Le cyclisme renoue avec sa légende annuelle, dimanche, dans Paris-Roubaix dont la 109e édition aura, sous le soleil annoncé sur les pavés du Nord, le Suisse Fabian Cancellara pour grand favori.
Au départ des 258 kilomètres à Compiègne, quatre anciens lauréats figurent dans le peloton des 25 équipes. Deux d'entre eux, Fabian Cancellara (2006 et 2010) et l'Australien Stuart O'Grady (2007), se côtoient dans la même équipe. Le Français Frédéric Guesdon (1997) s'aligne pour la 16e fois dans l'épreuve qui l'a révélé, preuve de la passion que suscite la "reine des classiques".
Quant au Belge Tom Boonen, il n'est autre que le triple vainqueur (2005, 2008 et 2009), candidat naturel au record des quatre succès détenu par son compatriote Roger De Vlaeminck depuis les années 1970.
Pas de vrai duel en 2010
Si Cancellara bénéficie de la présence de O'Grady au sein d'une équipe Leopard sensiblement moins impressionnante que leur ancienne formation (Saxo Bank), Boonen possède également un appui solide chez Quick Step, longtemps le groupe dominant dans Paris-Roubaix. A côté de l'Anversois, Sylvain Chavanel représente plus qu'un simple lieutenant, surtout après son numéro dimanche dernier dans le Tour des Flandres (2e). Mais le Français, là encore, manque d'expérience sur les pavés du Nord bien qu'il se soit déjà classé en bon rang sur le vélodrome roubaisien (8e).
Entre Cancellara et Boonen, l'an passé, le match avait tourné court. Le Bernois, surpuissant, s'était isolé dès les pavés de Mons-en-Pévèle, à une cinquantaine de kilomètres de l'arrivée. Il avait "détruit" ses adversaires, comme une semaine plus tôt au Tour des Flandres. Cette fois encore, tout semblait en place pour aboutir au même scénario. Jusqu'à 16 kilomètres de l'arrivée du "Ronde" et un début de crampes pour Cancellara.

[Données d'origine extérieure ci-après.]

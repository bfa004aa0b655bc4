//! Generic parallel execution framework
//!
//! Provides the bounded worker pool used by the discovery phase, plus a
//! sequential fallback for single-worker runs.
//!
//! # Architecture Responsibilities
//!
//! The parallel module focuses exclusively on **execution strategy**:
//!
//! - **Bounded width**: never more than `max_workers` items in flight
//! - **Message passing**: workers hand results to one collector over a channel
//! - **Fail fast on fatal errors**: the first `Err` stops further dispatch
//! - **Progress**: an optional `(done, total)` callback driven by the collector
//!
//! It does not know anything about VMs, inventories or reservations.
//!
//! # Example Usage
//!
//! ```rust
//! use vmscout::parallel::{ExecutionStrategy, WorkerPanicked};
//!
//! let strategy = ExecutionStrategy::auto(100, 8);
//! let doubled: Result<Vec<u32>, WorkerPanicked> =
//!     strategy.try_execute((0..100u32).collect::<Vec<_>>(), |x| Ok(x * 2), None);
//! assert_eq!(doubled.unwrap()[10], 20);
//! ```

pub mod processor;

pub use processor::ParallelExecutor;

/// Progress callback invoked with `(completed, total)` after each item
pub type ProgressFn = dyn Fn(usize, usize) + Send + Sync;

/// A worker thread panicked while processing an item
#[derive(Debug, Clone, Copy, PartialEq, Eq, thiserror::Error)]
#[error("a worker thread panicked during parallel execution")]
pub struct WorkerPanicked;

/// How a list of work items gets processed
#[derive(Debug, Clone, Copy, PartialEq, Eq)]
pub enum ExecutionStrategy {
    Sequential,
    Parallel { workers: usize },
}

impl ExecutionStrategy {
    /// Parallel unless there is only one worker or one item to process
    pub fn auto(work_item_count: usize, max_workers: usize) -> Self {
        if max_workers <= 1 || work_item_count <= 1 {
            ExecutionStrategy::Sequential
        } else {
            ExecutionStrategy::Parallel {
                workers: max_workers,
            }
        }
    }

    pub fn try_execute<T, R, E, F>(
        &self,
        work_items: Vec<T>,
        processor: F,
        progress: Option<&ProgressFn>,
    ) -> Result<Vec<R>, E>
    where
        T: Send,
        R: Send,
        E: Send + From<WorkerPanicked>,
        F: Fn(T) -> Result<R, E> + Sync,
    {
        match *self {
            ExecutionStrategy::Sequential => {
                let total = work_items.len();
                let mut results = Vec::with_capacity(total);
                for (done, item) in work_items.into_iter().enumerate() {
                    results.push(processor(item)?);
                    if let Some(report) = progress {
                        report(done + 1, total);
                    }
                }
                Ok(results)
            }
            ExecutionStrategy::Parallel { workers } => {
                ParallelExecutor::new(workers).try_execute(work_items, processor, progress)
            }
        }
    }
}

#[cfg(test)]
mod tests {
    use super::*;

    #[test]
    fn test_auto_strategy() {
        assert_eq!(ExecutionStrategy::auto(10, 1), ExecutionStrategy::Sequential);
        assert_eq!(ExecutionStrategy::auto(1, 8), ExecutionStrategy::Sequential);
        assert_eq!(
            ExecutionStrategy::auto(10, 8),
            ExecutionStrategy::Parallel { workers: 8 }
        );
    }

    #[test]
    fn test_sequential_stops_at_first_error() {
        let mut seen = Vec::new();
        let seen_ref = std::sync::Mutex::new(&mut seen);
        let result: Result<Vec<i32>, WorkerPanicked> = ExecutionStrategy::Sequential.try_execute(
            vec![1, 2, 3],
            |x| {
                seen_ref.lock().unwrap().push(x);
                if x == 2 { Err(WorkerPanicked) } else { Ok(x) }
            },
            None,
        );

        assert!(result.is_err());
        drop(seen_ref);
        assert_eq!(seen, vec![1, 2]);
    }
}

"C'est un homme comme nous, il a aussi ses faiblesses", a commenté Boonen, quatrième du Tour des Flandres juste derrière son grand rival. Le Flamand fait néanmoins du Bernois le grand favori. "Avec son expérience et sa forme actuelle, Fabian est le grand favori. Il était déjà très bien à Milan-Sanremo. Maintenant, il arrive à la fin de son état de grâce mais c'est suffisant pour en faire l'homme à battre".
Taillé pour les pavés
Depuis son titre mondial acquis à l'automne dernier, Thor Hushovd ne pense qu'au rendez-vous. Le Norvégien, présent sur le podium roubaisien depuis deux ans (3e en 2009, 2e en 2010), veut gagner à Roubaix, où le dernier lauréat habillé du maillot de champion du monde s'appelle Bernard Hinault... en 1981.

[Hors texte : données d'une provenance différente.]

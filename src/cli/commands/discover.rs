use std::path::Path;
use std::sync::Arc;
use std::time::Instant;

use anyhow::{Context, Result};
use clap::Args;

use crate::cli::Output;
use crate::config::{CliOverrides, ScoutConfig};
use crate::discovery::{DiscoveryOrchestrator, DiscoveryReport};
use crate::inventory::{InventoryApi, Sandbox};
use crate::parallel::ProgressFn;

#[derive(Args, Debug, Default)]
pub struct DiscoverArgs {
    /// Cloud provider resource names, separated by ',' or ';'
    #[arg(long = "cloud-provider", value_name = "NAMES")]
    pub cloud_providers: Option<String>,

    /// Number of VMs discovered in parallel
    #[arg(short, long)]
    pub workers: Option<usize>,

    /// Discover at most this many VMs (0 for all)
    #[arg(long)]
    pub max_vms: Option<usize>,

    /// Skip this many VMs of the provider listing
    #[arg(long)]
    pub start_from: Option<usize>,
}

impl DiscoverArgs {
    pub fn overrides(&self) -> CliOverrides {
        CliOverrides {
            cloud_providers: self.cloud_providers.clone(),
            max_workers: self.workers,
            discover_max_vms: self.max_vms,
            start_discover_from: self.start_from,
        }
    }
}

pub async fn execute(args: DiscoverArgs, config_path: Option<&Path>, output: &Output) -> Result<()> {
    let config = ScoutConfig::load_with(config_path, &args.overrides())?;
    config.validate()?;
    let config = Arc::new(config);

    let mut failed_providers = Vec::new();
    for cp_name in config.discovery.cloud_provider_names() {
        output.step(&format!("Discovering VMs of {cp_name}"));
        let started = Instant::now();

        let bar = output.progress_bar(&cp_name);
        let progress: Arc<ProgressFn> = {
            let bar = bar.clone();
            Arc::new(move |done: usize, total: usize| {
                bar.set_length(total as u64);
                bar.set_position(done as u64);
            })
        };

        // The blocking HTTP client must be built and dropped off the runtime
        let result = tokio::task::spawn_blocking({
            let config = Arc::clone(&config);
            let cp_name = cp_name.clone();
            move || -> Result<DiscoveryReport> {
                let inventory: Arc<dyn InventoryApi> = Arc::new(config.inventory.connect()?);
                discover_provider(&config, inventory, &cp_name, Some(progress))
            }
        })
        .await
        .context("Discovery task panicked")?;
        bar.finish_and_clear();

        match result {
            Ok(report) => {
                report_summary(output, &cp_name, &report, started);
                if !report.failed.is_empty() {
                    failed_providers.push(cp_name);
                }
            }
            Err(e) => {
                output.error(&format!("{cp_name}: {e:#}"));
                failed_providers.push(cp_name);
            }
        }
    }

    if !failed_providers.is_empty() {
        anyhow::bail!(
            "Discovery failed for cloud providers: {}",
            failed_providers.join(", ")
        );
    }
    Ok(())
}

/// Discover one cloud provider inside its own reservation
///
/// Autoload failures are kept in the returned report; every other error
/// aborts the provider's discovery.
pub fn discover_provider(
    config: &ScoutConfig,
    inventory: Arc<dyn InventoryApi>,
    cp_name: &str,
    progress: Option<Arc<ProgressFn>>,
) -> Result<DiscoveryReport> {
    let reservation = &config.reservation;
    let sandbox = Sandbox::open(
        inventory,
        &reservation.reservation_name(cp_name),
        reservation.owner(),
        reservation.duration_minutes,
    )
    .with_context(|| format!("Failed to open reservation for {cp_name}"))?;

    let mut orchestrator =
        DiscoveryOrchestrator::new(sandbox.api().clone(), config.discovery.template(cp_name))
            .with_max_workers(config.discovery.max_workers)
            .with_window(config.discovery.window());
    if let Some(progress) = progress {
        orchestrator = orchestrator.with_progress(progress);
    }

    let report = orchestrator.run();
    let closed = sandbox.close();
    let report = report.with_context(|| format!("Discovery of {cp_name} failed"))?;
    closed.context("Failed to end reservation")?;
    Ok(report)
}

fn report_summary(output: &Output, cp_name: &str, report: &DiscoveryReport, started: Instant) {
    if report.processed == 0 {
        output.warning(&format!("{cp_name}: no VMs in the discovery window"));
    }
    output.key_value("VMs listed", &report.listed.to_string());
    output.key_value("VMs processed", &report.processed.to_string());
    output.key_value("Discovered", &report.discovered.len().to_string());
    output.verbose(&format!("Finished in {:.1?}", started.elapsed()));
    for resource in &report.discovered {
        output.verbose(resource);
    }

    if let Err(e) = report.clone().into_result() {
        output.error(&format!("{cp_name}: {e}"));
        return;
    }
    output.success(&format!(
        "{cp_name}: discovered {} VMs in {:.1?}",
        report.discovered.len(),
        started.elapsed()
    ));
}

Convaincu d'être taillé pour cette course épique depuis qu'il l'a enlevée dans la catégorie espoirs (1998), Hushovd espère tirer parti des conseils d'un ancien vainqueur, le retraité Peter Van Petegem, recruté à cette fin. Et, plus encore, de la supériorité numérique escomptée par son équipe Garmin (Hammond, Haussler, Farrar, Klier), a priori la mieux armée avec la BMC de l'Italien Alessandro Ballan (Quinziato, Burghardt, Hincapie) et la Katusha menée par un autre Italien, Filippo Pozzato (Gusev, Hoste, Ivanov).

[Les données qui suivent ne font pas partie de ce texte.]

//! Configuration management for vmscout
//!
//! Settings are layered with figment: embedded defaults, user config, repository
//! config, an explicit `--config` file, `VMSCOUT_*` environment variables and
//! finally CLI flags. See [`ScoutConfig::load`].

use std::time::Duration;

use anyhow::{Context, Result};
use serde::{Deserialize, Serialize};

use crate::discovery::{DiscoveryWindow, ResourceTemplate};
use crate::inventory::HttpInventory;

mod core;
pub mod smart_load;

pub use self::core::CliOverrides;

/// Main configuration structure for vmscout
#[derive(Debug, Clone, Serialize, Deserialize, Default, PartialEq, Eq)]
pub struct ScoutConfig {
    /// Inventory gateway connection
    pub inventory: InventoryConfig,

    /// What to discover and how
    pub discovery: DiscoveryConfig,

    /// Reservation used while discovering
    pub reservation: ReservationConfig,
}

#[derive(Debug, Clone, Serialize, Deserialize, PartialEq, Eq)]
pub struct InventoryConfig {
    /// Base URL of the inventory gateway
    pub url: String,

    /// Bearer token; empty sends no Authorization header
    #[serde(default)]
    pub token: String,

    /// Per-request timeout (seconds)
    pub timeout_secs: u64,
}

#[derive(Debug, Clone, Serialize, Deserialize, PartialEq, Eq)]
pub struct DiscoveryConfig {
    /// Cloud provider resource names, separated by ',' or ';'
    pub cloud_providers: String,

    /// Model of the resources created for discovered VMs
    pub resource_model: String,

    /// Model of the ports on those resources
    pub port_model: String,

    /// Width of the worker pool
    pub max_workers: usize,

    /// Number of VMs to discover; 0 means all of them
    #[serde(default)]
    pub discover_max_vms: usize,

    /// Index of the first VM in the provider listing to discover
    #[serde(default)]
    pub start_discover_from: usize,
}

#[derive(Debug, Clone, Serialize, Deserialize, PartialEq, Eq)]
pub struct ReservationConfig {
    pub name_prefix: String,

    /// Empty picks the first user known to the inventory
    #[serde(default)]
    pub owner: String,

    pub duration_minutes: u32,
}

impl Default for InventoryConfig {
    fn default() -> Self {
        Self {
            url: "http://localhost:9000/api".to_string(),
            token: String::new(),
            timeout_secs: 120,
        }
    }
}

impl Default for DiscoveryConfig {
    fn default() -> Self {
        Self {
            cloud_providers: "vcenter".to_string(),
            resource_model: "Generic Static VM 2G".to_string(),
            port_model: "Generic Static VM 2G.GenericVPort".to_string(),
            max_workers: crate::discovery::DEFAULT_MAX_WORKERS,
            discover_max_vms: 0,
            start_discover_from: 0,
        }
    }
}

impl Default for ReservationConfig {
    fn default() -> Self {
        Self {
            name_prefix: "Quali CloudProvider Autodiscovery".to_string(),
            owner: String::new(),
            duration_minutes: 120,
        }
    }
}

impl InventoryConfig {
    pub fn timeout(&self) -> Duration {
        Duration::from_secs(self.timeout_secs)
    }

    pub fn token(&self) -> Option<&str> {
        Some(self.token.as_str()).filter(|t| !t.is_empty())
    }

    /// Build the HTTP client for the configured gateway
    pub fn connect(&self) -> Result<HttpInventory> {
        HttpInventory::new(&self.url, self.token(), self.timeout())
            .with_context(|| format!("Failed to set up inventory client for {}", self.url))
    }
}

impl DiscoveryConfig {
    /// Provider names split on ',' and ';', trimmed, empties dropped
    pub fn cloud_provider_names(&self) -> Vec<String> {
        self.cloud_providers
            .split([',', ';'])
            .map(str::trim)
            .filter(|name| !name.is_empty())
            .map(str::to_string)
            .collect()
    }

    pub fn window(&self) -> DiscoveryWindow {
        DiscoveryWindow {
            start: self.start_discover_from,
            max: (self.discover_max_vms > 0).then_some(self.discover_max_vms),
        }
    }

    pub fn template(&self, cp_name: &str) -> ResourceTemplate {
        ResourceTemplate::new(cp_name, &self.resource_model, &self.port_model)
    }
}

impl ReservationConfig {
    pub fn reservation_name(&self, cp_name: &str) -> String {
        format!("{} - {cp_name}", self.name_prefix)
    }

    pub fn owner(&self) -> Option<&str> {
        Some(self.owner.as_str()).filter(|o| !o.is_empty())
    }
}

impl ScoutConfig {
    /// Validate configuration
    pub fn validate(&self) -> Result<()> {
        if self.inventory.url.trim().is_empty() {
            anyhow::bail!("Inventory URL cannot be empty");
        }
        if self.inventory.timeout_secs == 0 {
            anyhow::bail!("Inventory timeout cannot be 0");
        }

        if self.discovery.cloud_provider_names().is_empty() {
            anyhow::bail!("At least one cloud provider must be specified");
        }
        if self.discovery.resource_model.trim().is_empty() {
            anyhow::bail!("Resource model cannot be empty");
        }
        if self.discovery.port_model.trim().is_empty() {
            anyhow::bail!("Port model cannot be empty");
        }
        if self.discovery.max_workers == 0 {
            anyhow::bail!("Worker count cannot be 0");
        }

        if self.reservation.duration_minutes == 0 {
            anyhow::bail!("Reservation duration cannot be 0");
        }

        Ok(())
    }
}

Une première pour l'Espagne?
Juan Antonio Flecha, qui rêve toujours de devenir le premier Espagnol à figurer au palmarès, bénéficie lui aussi d'un solide entourage chez Sky (Hayman, Wiggins). Avec, pour possible révélation, le poursuiteur gallois Geraint Thomas, remarqué au Tour des Flandres (10e).
Tous savent que le courage et la persévérance sont indispensables dans Paris-Roubaix, course des extrêmes dont les sentes archaïques renvoient un écho de grande modernité. Mais aussi que savoir franchir les pavés - 51,5 km au programme, dont le secteur nouveau de Millonfosse aussitôt après la trouée d'Arenberg - réclame des qualités de puissance et de souplesse qui sont l'apanage des "grands".
Il y a dix ans... la pluie
Contrairement à son mythe, Paris-Roubaix, qui devrait se courir dimanche sous le soleil, rencontre rarement la pluie sur son passage. Pour trouver trace d'une édition pluvieuse, il faut remonter à 2001, année du triplé de l'équipe Domo (Knaven, Museeuw, Vainsteins) qui avait su utiliser la longue échappée du Belge Wilfried Peeters -l'actuel directeur sportif de Quick Stepjusqu'au Carrefour de l'Arbre.
A la pluie du départ avaient succédé quelques éclaircies. Mais les intempéries des jours précédents avaient rendu les pavés très boueux et les chutes s'étaient multipliées. La plus grave étant celle de Philippe Gaumont dans la trouée d'Arenberg, transformée en cloaque gras et luisant.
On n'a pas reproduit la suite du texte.